Best GitHub Action for API security

What middleBrick covers

  • Runs black-box scans without code access or SDKs
  • Fails builds based on configurable risk score thresholds
  • Supports Bearer, API key, Basic auth, and cookie authentication
  • Outputs structured JSON for downstream processing
  • Maps findings to OWASP API Top 10 (2023), PCI-DSS 4.0, and SOC 2 Type II
  • Blocks unsafe targets and read-only intrusive testing by design

Purpose of a GitHub Action for API security

A GitHub Action for API security should integrate scanning into development workflows so issues are caught before code reaches production. It should run on pull requests and merges, provide clear pass or fail signals, and output structured results that tools can consume. The action must be configurable, respect repository permissions, and avoid requiring privileged access beyond what is necessary for the pipeline.

Must-have capabilities for API security scanning in CI

Effective API security scanning in CI requires a small set of reliable capabilities. The action should accept a target URL and an optional authentication method, then execute a black-box scan that completes quickly. It should return a machine-readable result such as JSON, include a risk score, list prioritized findings, and support setting a minimum score threshold that fails the build. Network resilience, timeout controls, and clear documentation of required environment variables are essential for reliable execution in shared runners.

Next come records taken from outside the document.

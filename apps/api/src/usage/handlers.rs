use axum::{
    extract::{Query, State},
    Json,
};
use serde::{Deserialize, Serialize};
use uuid::Uuid;

use crate::errors::AppError;
use crate::models::usage::{UsageLogRow, UsageStats};
use crate::state::AppState;

const DEFAULT_PAGE_SIZE: u32 = 10;
const MAX_PAGE_SIZE: u32 = 100;

#[derive(Debug, Deserialize)]
pub struct UsageHistoryQuery {
    pub user_id: Uuid,
    pub page: Option<u32>,
    pub limit: Option<u32>,
}

#[derive(Debug, Serialize, PartialEq)]
pub struct Pagination {
    pub current_page: u32,
    pub total_pages: u32,
    pub total_items: i64,
}

impl Pagination {
    fn new(current_page: u32, limit: u32, total_items: i64) -> Self {
        let total_items_u = u64::try_from(total_items).unwrap_or(0);
        let total_pages = total_items_u.div_ceil(u64::from(limit));
        Self {
            current_page,
            total_pages: u32::try_from(total_pages).unwrap_or(u32::MAX),
            total_items,
        }
    }
}

#[derive(Debug, Serialize)]
pub struct UsageHistoryResponse {
    pub logs: Vec<UsageLogRow>,
    pub pagination: Pagination,
    pub stats: UsageStats,
}

/// GET /api/v1/usage?user_id=&page=&limit=
pub async fn handle_usage_history(
    State(state): State<AppState>,
    Query(query): Query<UsageHistoryQuery>,
) -> Result<Json<UsageHistoryResponse>, AppError> {
    let page = query.page.unwrap_or(1).max(1);
    let limit = query.limit.unwrap_or(DEFAULT_PAGE_SIZE).clamp(1, MAX_PAGE_SIZE);

    let (logs, total_items) = state
        .usage_logs
        .list_for_user(query.user_id, page, limit)
        .await?;
    let stats = state.usage_logs.stats_for_user(query.user_id).await?;

    Ok(Json(UsageHistoryResponse {
        logs,
        pagination: Pagination::new(page, limit, total_items),
        stats,
    }))
}

#[cfg(test)]
mod tests {
    use super::*;

    #[test]
    fn test_pagination_rounds_pages_up() {
        assert_eq!(Pagination::new(1, 10, 0).total_pages, 0);
        assert_eq!(Pagination::new(1, 10, 10).total_pages, 1);
        assert_eq!(Pagination::new(2, 10, 11).total_pages, 2);
    }
}
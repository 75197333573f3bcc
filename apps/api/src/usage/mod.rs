//! Usage metering: cost model, per-call records, the session buffer and the
//! persisted per-interview logs.

pub mod aggregate;
pub mod buffer;
pub mod cost;
pub mod handlers;
pub mod record;
pub mod store;
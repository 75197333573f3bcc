use anyhow::Result;
use async_trait::async_trait;
use sqlx::PgPool;
use uuid::Uuid;

use crate::models::usage::{UsageLogRow, UsageStats};

/// Read side of the persisted usage logs. Logs are written only by the
/// evaluation commit (see `InterviewStore::complete_evaluation`).
#[async_trait]
pub trait UsageLogStore: Send + Sync {
    /// One page of a user's logs, newest first, plus the user's total log count.
    /// `page` is 1-based.
    async fn list_for_user(
        &self,
        user_id: Uuid,
        page: u32,
        limit: u32,
    ) -> Result<(Vec<UsageLogRow>, i64)>;

    async fn stats_for_user(&self, user_id: Uuid) -> Result<UsageStats>;
}

#[derive(Clone)]
pub struct PgUsageLogStore {
    pool: PgPool,
}

impl PgUsageLogStore {
    pub fn new(pool: PgPool) -> Self {
        Self { pool }
    }
}

#[async_trait]
impl UsageLogStore for PgUsageLogStore {
    async fn list_for_user(
        &self,
        user_id: Uuid,
        page: u32,
        limit: u32,
    ) -> Result<(Vec<UsageLogRow>, i64)> {
        let offset = i64::from(page.saturating_sub(1)) * i64::from(limit);

        let logs = sqlx::query_as::<_, UsageLogRow>(
            r#"
            SELECT * FROM usage_logs
            WHERE user_id = $1
            ORDER BY created_at DESC
            LIMIT $2 OFFSET $3
            "#,
        )
        .bind(user_id)
        .bind(i64::from(limit))
        .bind(offset)
        .fetch_all(&self.pool)
        .await?;

        let (total,): (i64,) =
            sqlx::query_as("SELECT COUNT(*) FROM usage_logs WHERE user_id = $1")
                .bind(user_id)
                .fetch_one(&self.pool)
                .await?;

        Ok((logs, total))
    }

    async fn stats_for_user(&self, user_id: Uuid) -> Result<UsageStats> {
        let (total_tokens_all_time, total_interviews, avg_tokens_per_interview): (i64, i64, f64) =
            sqlx::query_as(
                r#"
                SELECT
                    COALESCE(SUM(total_tokens), 0)::BIGINT,
                    COUNT(*),
                    COALESCE(AVG(total_tokens), 0)::FLOAT8
                FROM usage_logs
                WHERE user_id = $1
                "#,
            )
            .bind(user_id)
            .fetch_one(&self.pool)
            .await?;

        Ok(UsageStats {
            total_tokens_all_time,
            total_interviews,
            avg_tokens_per_interview,
        })
    }
}
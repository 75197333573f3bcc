use axum::{
    http::StatusCode,
    response::{IntoResponse, Response},
    Json,
};
use serde_json::json;
use thiserror::Error;

use crate::interview::evaluator::EvaluationError;

/// Application-level error type.
/// Implements `IntoResponse` so Axum handlers can return `Result<T, AppError>`.
#[derive(Debug, Error)]
pub enum AppError {
    #[error("Not found: {0}")]
    NotFound(String),

    #[error("Validation error: {0}")]
    Validation(String),

    #[error("Insufficient tokens")]
    InsufficientTokens,

    #[error("Conflict: {0}")]
    Conflict(String),

    #[error("Database error: {0}")]
    Database(#[from] sqlx::Error),

    #[error("LLM error: {0}")]
    Llm(String),

    #[error("Speech error: {0}")]
    Speech(String),

    #[error("Internal server error: {0}")]
    Internal(#[from] anyhow::Error),
}

impl From<EvaluationError> for AppError {
    fn from(e: EvaluationError) -> Self {
        match e {
            EvaluationError::NotFound(id) => AppError::NotFound(format!("Interview {id} not found")),
            EvaluationError::InProgress(_) => AppError::Conflict(
                "Evaluation is still being processed, please try again shortly".to_string(),
            ),
            EvaluationError::Generation(e) => AppError::Llm(format!("Evaluation failed: {e}")),
            EvaluationError::Malformed(e) => {
                AppError::Llm(format!("Evaluation response was malformed: {e}"))
            }
            EvaluationError::Persistence(e) => {
                AppError::Internal(e.context("Failed to persist evaluation"))
            }
        }
    }
}

impl IntoResponse for AppError {
    fn into_response(self) -> Response {
        let (status, code, message) = match &self {
            AppError::NotFound(msg) => (StatusCode::NOT_FOUND, "NOT_FOUND", msg.clone()),
            AppError::Validation(msg) => (StatusCode::BAD_REQUEST, "VALIDATION_ERROR", msg.clone()),
            AppError::InsufficientTokens => (
                StatusCode::FORBIDDEN,
                "INSUFFICIENT_TOKENS",
                "Token balance is too low to start this session".to_string(),
            ),
            AppError::Conflict(msg) => {
                tracing::warn!("Conflict: {msg}");
                (StatusCode::CONFLICT, "CONFLICT", msg.clone())
            }
            AppError::Database(e) => {
                tracing::error!("Database error: {e}");
                (
                    StatusCode::INTERNAL_SERVER_ERROR,
                    "DATABASE_ERROR",
                    "A database error occurred".to_string(),
                )
            }
            AppError::Llm(msg) => {
                tracing::error!("LLM error: {msg}");
                (
                    StatusCode::INTERNAL_SERVER_ERROR,
                    "LLM_ERROR",
                    "An AI processing error occurred".to_string(),
                )
            }
            AppError::Speech(msg) => {
                tracing::error!("Speech error: {msg}");
                (
                    StatusCode::INTERNAL_SERVER_ERROR,
                    "SPEECH_ERROR",
                    "A speech processing error occurred".to_string(),
                )
            }
            AppError::Internal(e) => {
                tracing::error!("Internal error: {e:?}");
                (
                    StatusCode::INTERNAL_SERVER_ERROR,
                    "INTERNAL_ERROR",
                    "An internal server error occurred".to_string(),
                )
            }
        };

        let body = Json(json!({
            "error": {
                "code": code,
                "message": message
            }
        }));

        (status, body).into_response()
    }
}
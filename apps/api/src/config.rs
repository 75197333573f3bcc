use std::str::FromStr;
use std::time::Duration;

use anyhow::{bail, Context, Result};

use crate::speech::SpeechMode;
use crate::usage::cost::CostRates;

/// Default transcription endpoint (whisper-v3 hosted on Fireworks).
const DEFAULT_WHISPER_API_URL: &str = "https://audio-prod.api.fireworks.ai/v1/audio/transcriptions";

/// Where the per-user session usage buffer lives.
#[derive(Debug, Clone, Copy, PartialEq, Eq)]
pub enum UsageBufferBackend {
    /// Process-local map. Buffered usage is invisible to other instances.
    Memory,
    /// Shared Redis lists, safe for multi-instance deployments.
    Redis,
}

impl FromStr for UsageBufferBackend {
    type Err = anyhow::Error;

    fn from_str(s: &str) -> Result<Self> {
        match s.trim().to_ascii_lowercase().as_str() {
            "memory" => Ok(Self::Memory),
            "redis" => Ok(Self::Redis),
            other => bail!("USAGE_BUFFER must be 'memory' or 'redis', got '{other}'"),
        }
    }
}

/// Application configuration loaded from environment variables.
/// Startup aborts if required variables are missing.
#[derive(Debug, Clone)]
pub struct Config {
    pub database_url: String,
    pub anthropic_api_key: String,
    pub whisper_api_key: String,
    pub whisper_api_url: String,
    pub elevenlabs_api_key: Option<String>,
    pub speech_mode: SpeechMode,
    pub usage_buffer: UsageBufferBackend,
    pub redis_url: Option<String>,
    pub usage_buffer_ttl: Duration,
    /// How long a contended evaluation request waits before re-reading once.
    pub evaluation_wait: Duration,
    /// Age after which an evaluating mark with no evaluation is taken over.
    pub evaluation_lock_ttl: Duration,
    pub cost_rates: CostRates,
    pub port: u16,
    pub rust_log: String,
}

impl Config {
    pub fn from_env() -> Result<Self> {
        dotenvy::dotenv().ok(); // load .env if present; ignore if missing

        let speech_mode: SpeechMode = optional_env("SPEECH_MODE")
            .unwrap_or_else(|| "simulate".to_string())
            .parse()?;
        let elevenlabs_api_key = optional_env("ELEVENLABS_API_KEY");
        if speech_mode == SpeechMode::Live && elevenlabs_api_key.is_none() {
            bail!("ELEVENLABS_API_KEY is required when SPEECH_MODE=live");
        }

        let usage_buffer: UsageBufferBackend = optional_env("USAGE_BUFFER")
            .unwrap_or_else(|| "memory".to_string())
            .parse()?;
        let redis_url = optional_env("REDIS_URL");
        if usage_buffer == UsageBufferBackend::Redis && redis_url.is_none() {
            bail!("REDIS_URL is required when USAGE_BUFFER=redis");
        }

        let defaults = CostRates::default();
        let cost_rates = CostRates {
            text_input_per_million: parse_env_or(
                "COST_TEXT_INPUT_PER_MILLION",
                defaults.text_input_per_million,
            )?,
            text_output_per_million: parse_env_or(
                "COST_TEXT_OUTPUT_PER_MILLION",
                defaults.text_output_per_million,
            )?,
            speech_per_character: parse_env_or("COST_SPEECH_PER_CHAR", defaults.speech_per_character)?,
            transcription_per_second: parse_env_or(
                "COST_TRANSCRIPTION_PER_SECOND",
                defaults.transcription_per_second,
            )?,
        };

        Ok(Config {
            database_url: require_env("DATABASE_URL")?,
            anthropic_api_key: require_env("ANTHROPIC_API_KEY")?,
            whisper_api_key: require_env("WHISPER_API_KEY")?,
            whisper_api_url: optional_env("WHISPER_API_URL")
                .unwrap_or_else(|| DEFAULT_WHISPER_API_URL.to_string()),
            elevenlabs_api_key,
            speech_mode,
            usage_buffer,
            redis_url,
            usage_buffer_ttl: Duration::from_secs(parse_env_or("USAGE_BUFFER_TTL_SECS", 86_400u64)?),
            evaluation_wait: Duration::from_millis(parse_env_or("EVALUATION_WAIT_MS", 2_000u64)?),
            evaluation_lock_ttl: Duration::from_secs(parse_env_or("EVALUATION_LOCK_TTL_SECS", 600u64)?),
            cost_rates,
            port: parse_env_or("PORT", 8080u16)?,
            rust_log: std::env::var("RUST_LOG").unwrap_or_else(|_| "info".to_string()),
        })
    }
}

fn require_env(key: &str) -> Result<String> {
    std::env::var(key).with_context(|| format!("Required environment variable '{key}' is not set"))
}

fn optional_env(key: &str) -> Option<String> {
    std::env::var(key).ok().filter(|v| !v.trim().is_empty())
}

fn parse_env_or<T>(key: &str, default: T) -> Result<T>
where
    T: FromStr,
    T::Err: std::fmt::Display,
{
    match optional_env(key) {
        Some(raw) => raw
            .trim()
            .parse::<T>()
            .map_err(|e| anyhow::anyhow!("{key} has an invalid value '{raw}': {e}")),
        None => Ok(default),
    }
}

Evaluation criteria when selecting a solution

When evaluating solutions, verify that the action supports your authentication flows, such as Bearer tokens, API keys, Basic auth, and cookies. Confirm that it performs read-only checks and blocks known unsafe targets by design. Review how the action handles secrets, whether it masks them in logs, and how it reports false positives and false negatives. Also consider scan time, frequency limits, and whether the tool maps findings to standards such as OWASP API Top 10 (2023), PCI-DSS 4.0, and SOC 2 Type II.

Integration points and developer experience

Seamless integration starts with a concise action interface that requires minimal YAML configuration for common scenarios. The action should emit structured logs, support output formats that can be consumed by other steps, and provide examples for common repository layouts. It should work with self-hosted runners, respect rate limits, and allow optional scheduled scans through separate workflow files. When a threshold is exceeded, the action should fail the job and include guidance that helps developers understand and reproduce the issue.

Options and operational considerations

Consider multiple options in this category, including middleBrick, to match team requirements. Assess how each solution handles authenticated scans, whether it requires domain verification, and which headers it forwards by default. Verify that sensitive data is handled responsibly, that scan data can be deleted on request, and that the tool does not perform intrusive testing such as SQL injection or command injection. Also note operational aspects like pricing, concurrent scan limits, and availability of support when planning for larger scale adoption.

Frequently Asked Questions

Can a GitHub Action fail the build based on API risk score?
Yes. The action can compare the returned score against a configurable minimum threshold and exit with a non-zero status to fail the build when the score exceeds the allowed risk level.
What authentication methods are supported in CI environments?
Common methods such as Bearer tokens, API keys, Basic auth, and cookies are supported, provided the action allows secure injection of secrets and limits forwarded headers to only those required for authentication.
Does the scan perform active exploitation like SQL injection?
No. The scanner focuses on detection of misconfigurations and information leakage using safe, read-only methods and does not execute active exploitation payloads.
How are false positives handled in CI reports?
Findings include identifiers and contextual details so teams can triage and mark expected results as false positives. The action can output data that helps developers filter or annotate results within pipeline logs.